Santosh, de Sandhya Suri
Conçu à la fois comme un thriller, un brûlot politique et un portrait de femme, Santosh suit le parcours sidéré et assez sidérant de Santosh, 28 ans, qui, à la suite du décès de son mari policier, hérite de son poste et devient agente de police. Un détail qui n’en est pas un : l’intrigue se déroule en Inde, où les violences sexuelles et sexistes perpétrées contre les femmes sont monnaie courante. De fait, très vite, Santosh va être amenée à enquêter sur la mort d’une adolescente de caste inférieure, violée, démembrée, puis jetée dans un puits. Hyper réaliste, ce premier film de fiction signé Sandhya Suri, une documentariste reconnue, reste rivé à son héroïne de bout en bout… et nous avec !

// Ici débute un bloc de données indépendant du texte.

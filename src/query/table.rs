// Query Table
// Eleven addressable answer slots, one per assignment question

use crate::error::{QueryTableError, Result};
use tracing::debug;

/// Number of slots in the table (questions 0 through 10)
pub const SLOT_COUNT: usize = 11;

/// The text every slot holds until an answer is written into it
pub const PLACEHOLDER: &str = "select 0;";

/// The answer to question 0 that ships with the assignment as an example
pub const WORKED_EXAMPLE: &str = "select airportid, city\nfrom airports\norder by city;";

/// Longest query preview shown by [`QueryTable::format`]
const PREVIEW_WIDTH: usize = 48;

/// A read-only view of one slot
#[derive(Debug, Clone, Copy, PartialEq, Eq)]
pub struct QuerySlot<'a> {
    pub index: usize,
    pub text: &'a str,
}

impl QuerySlot<'_> {
    /// True once the slot holds something other than the placeholder
    pub fn is_answered(&self) -> bool {
        self.text.trim() != PLACEHOLDER
    }
}

/// The fixed-size table of query strings
///
/// Every slot is created up front and none is ever removed, so the table
/// always has exactly [`SLOT_COUNT`] non-empty entries.
#[derive(Debug, Clone, PartialEq, Eq)]
pub struct QueryTable {
    slots: [String; SLOT_COUNT],
}

impl QueryTable {
    /// Create a table with every slot holding the placeholder
    pub fn new() -> Self {
        Self {
            slots: std::array::from_fn(|_| PLACEHOLDER.to_string()),
        }
    }

    /// Create a table with slot 0 already answered by the worked example
    pub fn with_worked_example() -> Self {
        let mut table = Self::new();
        table.slots[0] = WORKED_EXAMPLE.to_string();
        table
    }

    /// Get the query stored at `index`
    pub fn get(&self, index: i64) -> Result<&str> {
        let position = slot_position(index)?;
        Ok(&self.slots[position])
    }

    /// Replace the query stored at `index`
    ///
    /// Empty or whitespace-only text is rejected and the slot keeps its
    /// current value.
    pub fn set(&mut self, index: i64, text: impl Into<String>) -> Result<()> {
        let position = slot_position(index)?;
        let text = text.into();
        if text.trim().is_empty() {
            return Err(QueryTableError::EmptyQuery { index });
        }

        debug!(slot = position, bytes = text.len(), "query slot updated");
        self.slots[position] = text;
        Ok(())
    }

    /// Number of slots (always [`SLOT_COUNT`])
    pub fn len(&self) -> usize {
        self.slots.len()
    }

    /// Always false; present so `len` has its usual companion
    pub fn is_empty(&self) -> bool {
        self.slots.is_empty()
    }

    /// Iterate over the slots in index order
    pub fn slots(&self) -> impl Iterator<Item = QuerySlot<'_>> {
        self.slots
            .iter()
            .enumerate()
            .map(|(index, text)| QuerySlot { index, text })
    }

    /// Whether the slot at `index` holds something other than the placeholder
    pub fn is_answered(&self, index: i64) -> Result<bool> {
        let position = slot_position(index)?;
        Ok(self.slots[position].trim() != PLACEHOLDER)
    }

    /// How many slots have been answered
    pub fn answered_count(&self) -> usize {
        self.slots().filter(|slot| slot.is_answered()).count()
    }

    /// Format every slot as a box-drawn table for the terminal
    pub fn format(&self) -> String {
        let headers = ["slot", "status", "query"];
        let rows: Vec<[String; 3]> = self
            .slots()
            .map(|slot| {
                let status = if slot.is_answered() { "answered" } else { "open" };
                [slot.index.to_string(), status.to_string(), preview(slot.text)]
            })
            .collect();

        let mut widths: Vec<usize> = headers.iter().map(|h| h.chars().count()).collect();
        for row in &rows {
            for (i, cell) in row.iter().enumerate() {
                widths[i] = widths[i].max(cell.chars().count());
            }
        }

        let mut result = String::new();
        result.push_str(&border(&widths, '┌', '┬', '┐'));
        result.push_str(&line(&headers.map(String::from), &widths));
        result.push_str(&border(&widths, '├', '┼', '┤'));
        for row in &rows {
            result.push_str(&line(row, &widths));
        }
        result.push_str(&border(&widths, '└', '┴', '┘'));

        result.push_str(&format!(
            "\n{} of {} slot(s) answered",
            self.answered_count(),
            self.len()
        ));
        result
    }
}

impl Default for QueryTable {
    fn default() -> Self {
        Self::new()
    }
}

/// Map a caller-supplied index onto a slot position
pub(crate) fn slot_position(index: i64) -> Result<usize> {
    usize::try_from(index)
        .ok()
        .filter(|&position| position < SLOT_COUNT)
        .ok_or(QueryTableError::OutOfRange { index })
}

/// First non-blank line of a query, cut down to the preview width
fn preview(text: &str) -> String {
    let mut lines = text.lines().map(str::trim).filter(|l| !l.is_empty());
    let first = lines.next().unwrap_or_default();
    let more = lines.next().is_some();

    let mut shown: String = first.chars().take(PREVIEW_WIDTH).collect();
    if more || first.chars().count() > PREVIEW_WIDTH {
        shown.push('…');
    }
    shown
}

fn border(widths: &[usize], left: char, mid: char, right: char) -> String {
    let mut result = String::new();
    result.push(left);
    for (i, width) in widths.iter().enumerate() {
        result.push_str(&"─".repeat(width + 2));
        if i < widths.len() - 1 {
            result.push(mid);
        }
    }
    result.push(right);
    result.push('\n');
    result
}

fn line(cells: &[String; 3], widths: &[usize]) -> String {
    let mut result = String::from("│");
    for (cell, width) in cells.iter().zip(widths) {
        result.push_str(&format!(" {:<width$} ", cell, width = width));
        result.push('│');
    }
    result.push('\n');
    result
}

#[cfg(test)]
mod tests {
    use super::*;

    #[test]
    fn test_fresh_table_holds_placeholders() {
        let table = QueryTable::new();
        assert_eq!(table.len(), SLOT_COUNT);
        for i in 0..SLOT_COUNT as i64 {
            let text = table.get(i).unwrap();
            assert!(!text.is_empty());
            assert_eq!(text.trim(), "select 0;");
        }
        assert_eq!(table.answered_count(), 0);
    }

    #[test]
    fn test_read_slot_three_after_init() {
        let table = QueryTable::new();
        assert_eq!(table.get(3).unwrap(), "select 0;");
    }

    #[test]
    fn test_out_of_range_indices() {
        let mut table = QueryTable::new();
        assert!(matches!(
            table.get(11),
            Err(QueryTableError::OutOfRange { index: 11 })
        ));
        assert!(matches!(
            table.get(-1),
            Err(QueryTableError::OutOfRange { index: -1 })
        ));
        assert!(matches!(
            table.set(11, "select 1;"),
            Err(QueryTableError::OutOfRange { index: 11 })
        ));
    }

    #[test]
    fn test_set_leaves_neighbours_alone() {
        let mut table = QueryTable::new();
        table.set(5, "select 1;").unwrap();
        assert_eq!(table.get(5).unwrap(), "select 1;");
        assert_eq!(table.get(4).unwrap(), "select 0;");
        assert_eq!(table.get(6).unwrap(), "select 0;");
        assert!(table.is_answered(5).unwrap());
        assert!(!table.is_answered(4).unwrap());
        assert_eq!(table.answered_count(), 1);
    }

    #[test]
    fn test_set_then_get_returns_exact_text() {
        let mut table = QueryTable::new();
        let query = "\nselect name\nfrom customers\norder by name;\n";
        table.set(1, query).unwrap();
        assert_eq!(table.get(1).unwrap(), query);
    }

    #[test]
    fn test_empty_text_is_rejected() {
        let mut table = QueryTable::new();
        table.set(2, "select 2;").unwrap();
        assert!(matches!(
            table.set(2, ""),
            Err(QueryTableError::EmptyQuery { index: 2 })
        ));
        assert!(table.set(2, "  \n\t").is_err());
        assert_eq!(table.get(2).unwrap(), "select 2;");
    }

    #[test]
    fn test_worked_example_fills_only_slot_zero() {
        let table = QueryTable::with_worked_example();
        assert_eq!(table.get(0).unwrap(), WORKED_EXAMPLE);
        assert_eq!(table.answered_count(), 1);
        assert!(table.slots().skip(1).all(|slot| !slot.is_answered()));
    }

    #[test]
    fn test_slots_come_out_in_index_order() {
        let indices: Vec<usize> = QueryTable::new().slots().map(|s| s.index).collect();
        assert_eq!(indices, (0..SLOT_COUNT).collect::<Vec<_>>());
    }

    #[test]
    fn test_format_lists_every_slot() {
        let output = QueryTable::with_worked_example().format();
        assert!(output.contains("select airportid, city…"));
        assert!(output.contains("answered"));
        assert!(output.contains("1 of 11 slot(s) answered"));
        // header + 11 rows + 3 borders + blank + footer
        assert_eq!(output.lines().count(), 17);
    }
}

Sortie en salles le 17 juillet.
La Quinzaine des cinéastes
Ma vie, ma gueule, de Sophie Filières
Présenté en ouverture de la Quinzaine des cinéastes, Ma Vie, ma gueule est un film posthume, sa réalisatrice, la Française Sophie Fillières, étant décédée l’an dernier, à la toute fin de son tournage. Il est d’autant plus émouvant qu’il nous entraîne dans les pas de Barberie Bichette, une héroïne un brin maladroite de 55 ans, qui s’interroge beaucoup sur la vie, la mort, le temps qui passe et la possibilité, ou pas, d’avoir de nouveaux projets et/ou de faire de nouvelles rencontres. Ce probable autoportrait, qui oscille tel un funambule entre comédie et tragédie, est porté de bout en bout par une Agnès Jaoui irrésistible (et des dialogues non moins exquis).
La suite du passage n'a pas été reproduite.